Amphiregulin secreted by cartilage endplate stem cells inhibits intervertebral disk degeneration and TNF-α production via PI3K/AKT and ERK1/2 signaling pathways

Background Intervertebral disk degeneration (IDD) is a common orthopedic disorder, and nucleus pulposus cells (NPCs) serve to stabilize the intervertebral disk. Objective This study was implemented to explore the protective effect of endplate stem cells (EPSCs) on IDD. NPCs and EPSCs were isolated from rats and tert -Butyl peroxide (TBHP) was used to treat NPCs and simulate IDD. EPSC-derived conditioned medium (CM) was collected and mixed with a culture medium at different proportions, which was then used to treat NPCs. SOD assay was employed to examine the oxidative stress level in the NPCs. To assess apoptosis and caspase-3 activity, flow cytometry and western blots for cleaved PARP1 and BAX were carried out. The mRNA expression levels of different genes were detected by quantitative real-time polymerase chain reaction. Furthermore, the concentrations of amphiregulin (Areg) and inflammatory factors were measured with ELISA kits and cell signaling pathways were evaluated using western blotting. Results Following TBHP treatment, caspase-3 activity in the NPCs increased. However, exposing TBHP-induced NPCs to the EPSC-derived CM reduced oxidative stress, caspase-3 activity, cell apoptosis, fibrotic response, and cytokine production. Additionally, the EPSC-derived CM contained a higher concentration of Areg compared to that in the NPCs.
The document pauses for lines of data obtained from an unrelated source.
// SPDX-License-Identifier: Apache-2.0 OR MIT
// Copyright (c) 2025-2026 naskel.com

//! Lattice configuration - single source of truth.
//!
//! This module centralizes the on-disk constants and the open-time options.
//! **Never hardcode these values elsewhere!**
//!
//! # Levels
//!
//! - **Static**: compile-time constants of the file format (record size,
//!   header size, magic). Changing any of these is a format break.
//! - **Dynamic**: [`OpenOptions`] for per-handle tuning (capacity, WAL
//!   path, checkpoint cadence, sync mode).

use std::path::{Path, PathBuf};

// =======================================================================
// File Format Constants
// =======================================================================

/// Lattice file magic, bytes 0..4 of the header ("SYNR").
pub const LATTICE_MAGIC: [u8; 4] = [0x53, 0x59, 0x4E, 0x52];

/// On-disk format version.
pub const FORMAT_VERSION: u32 = 1;

/// Header page size in bytes. Records begin at this offset.
pub const HEADER_SIZE: usize = 4096;

/// Size of one record in bytes. Pinned by a compile-time assertion in
/// `node.rs`; a file whose header declares any other value is rejected.
pub const NODE_SIZE: usize = 1216;

// =======================================================================
// Default Tuning
// =======================================================================

/// Records pre-allocated when a lattice file is created.
pub const DEFAULT_INITIAL_CAPACITY: u64 = 1024;

/// Mutating operations between checkpoints.
pub const DEFAULT_CHECKPOINT_OPS: u64 = 12_500;

/// Maximum wall time between checkpoints, in milliseconds.
pub const DEFAULT_CHECKPOINT_MS: u64 = 5_000;

/// Extension appended to the lattice path for the default WAL location.
pub const WAL_EXTENSION: &str = "wal";

/// WAL durability policy.
///
/// `Full` makes every mutation durable before it returns; `Batched` defers
/// the fsync to the next checkpoint and can lose the last window of writes
/// on a crash (never yielding a corrupt store, only a shorter history).
#[derive(Debug, Clone, Copy, PartialEq, Eq, Default)]
pub enum SyncMode {
    /// fsync the WAL after every frame (default).
    #[default]
    Full,
    /// fsync the WAL only at checkpoint.
    Batched,
}

/// Options recognized by [`Lattice::open`](crate::Lattice::open).
///
/// # Example
///
/// ```rust,no_run
/// use synrix::{Lattice, OpenOptions};
///
/// let lattice = Lattice::open(
///     "agent.lattice",
///     OpenOptions::new().initial_capacity(4096).checkpoint_ops(1000),
/// )?;
/// # Ok::<(), synrix::Error>(())
/// ```
#[derive(Debug, Clone)]
pub struct OpenOptions {
    /// Records pre-allocated on creation.
    pub initial_capacity: u64,
    /// Hard cap on live records; `None` means unbounded. An external
    /// license/tier layer typically sets this.
    pub max_records: Option<u64>,
    /// WAL file path. Defaults to the lattice path with `.wal` appended.
    pub wal_path: Option<PathBuf>,
    /// Mutating operations between checkpoints.
    pub checkpoint_ops: u64,
    /// Maximum wall time between checkpoints, in milliseconds.
    pub checkpoint_ms: u64,
    /// Open without the writer path; all mutating operations fail.
    pub read_only: bool,
    /// WAL durability policy.
    pub sync_mode: SyncMode,
    /// Do not spawn the background checkpoint worker; both checkpoint
    /// triggers then fire inline on the next writer.
    pub no_background: bool,
}

impl OpenOptions {
    /// Options with all defaults.
    #[must_use]
    pub fn new() -> Self {
        Self {
            initial_capacity: DEFAULT_INITIAL_CAPACITY,
            max_records: None,
            wal_path: None,
            checkpoint_ops: DEFAULT_CHECKPOINT_OPS,
            checkpoint_ms: DEFAULT_CHECKPOINT_MS,
            read_only: false,
            sync_mode: SyncMode::Full,
            no_background: false,
        }
    }

    /// Records pre-allocated on creation (ignored when the file exists).
    #[must_use]
    pub fn initial_capacity(mut self, records: u64) -> Self {
        self.initial_capacity = records;
        self
    }

    /// Hard cap on live records enforced by `add`.
    #[must_use]
    pub fn max_records(mut self, records: u64) -> Self {
        self.max_records = Some(records);
        self
    }

    /// Explicit WAL file path.
    #[must_use]
    pub fn wal_path(mut self, path: impl Into<PathBuf>) -> Self {
        self.wal_path = Some(path.into());
        self
    }

    /// Mutating operations between checkpoints.
    #[must_use]
    pub fn checkpoint_ops(mut self, ops: u64) -> Self {
        self.checkpoint_ops = ops;
        self
    }

    /// Maximum wall time between checkpoints, in milliseconds.
    #[must_use]
    pub fn checkpoint_ms(mut self, ms: u64) -> Self {
        self.checkpoint_ms = ms;
        self
    }

    /// Open read-only; mutating operations fail with `ReadOnly`.
    #[must_use]
    pub fn read_only(mut self, yes: bool) -> Self {
        self.read_only = yes;
        self
    }

    /// WAL durability policy.
    #[must_use]
    pub fn sync_mode(mut self, mode: SyncMode) -> Self {
        self.sync_mode = mode;
        self
    }

    /// Disable the background checkpoint worker.
    #[must_use]
    pub fn no_background(mut self, yes: bool) -> Self {
        self.no_background = yes;
        self
    }

    /// Resolve the WAL path for a given lattice path.
    #[must_use]
    pub fn resolved_wal_path(&self, lattice_path: &Path) -> PathBuf {
        match &self.wal_path {
            Some(p) => p.clone(),
            None => {
                let mut os = lattice_path.as_os_str().to_os_string();
                os.push(".");
                os.push(WAL_EXTENSION);
                PathBuf::from(os)
            }
        }
    }
}

impl Default for OpenOptions {
    fn default() -> Self {
        Self::new()
    }
}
Furthermore, Areg decreased oxidative stress, cell apoptosis, fibrosis, and inflammation via both PI3K/AKT and ERK1/2 signaling pathways. Conclusion ECSCs reduce NPC apoptosis, oxidative stress, production of inflammatory factors, and fibrotic response via the release of Areg. Moreover, Areg can exert these protective effects on NPCs via PI3K/AKT and ERK1/2 signaling pathways.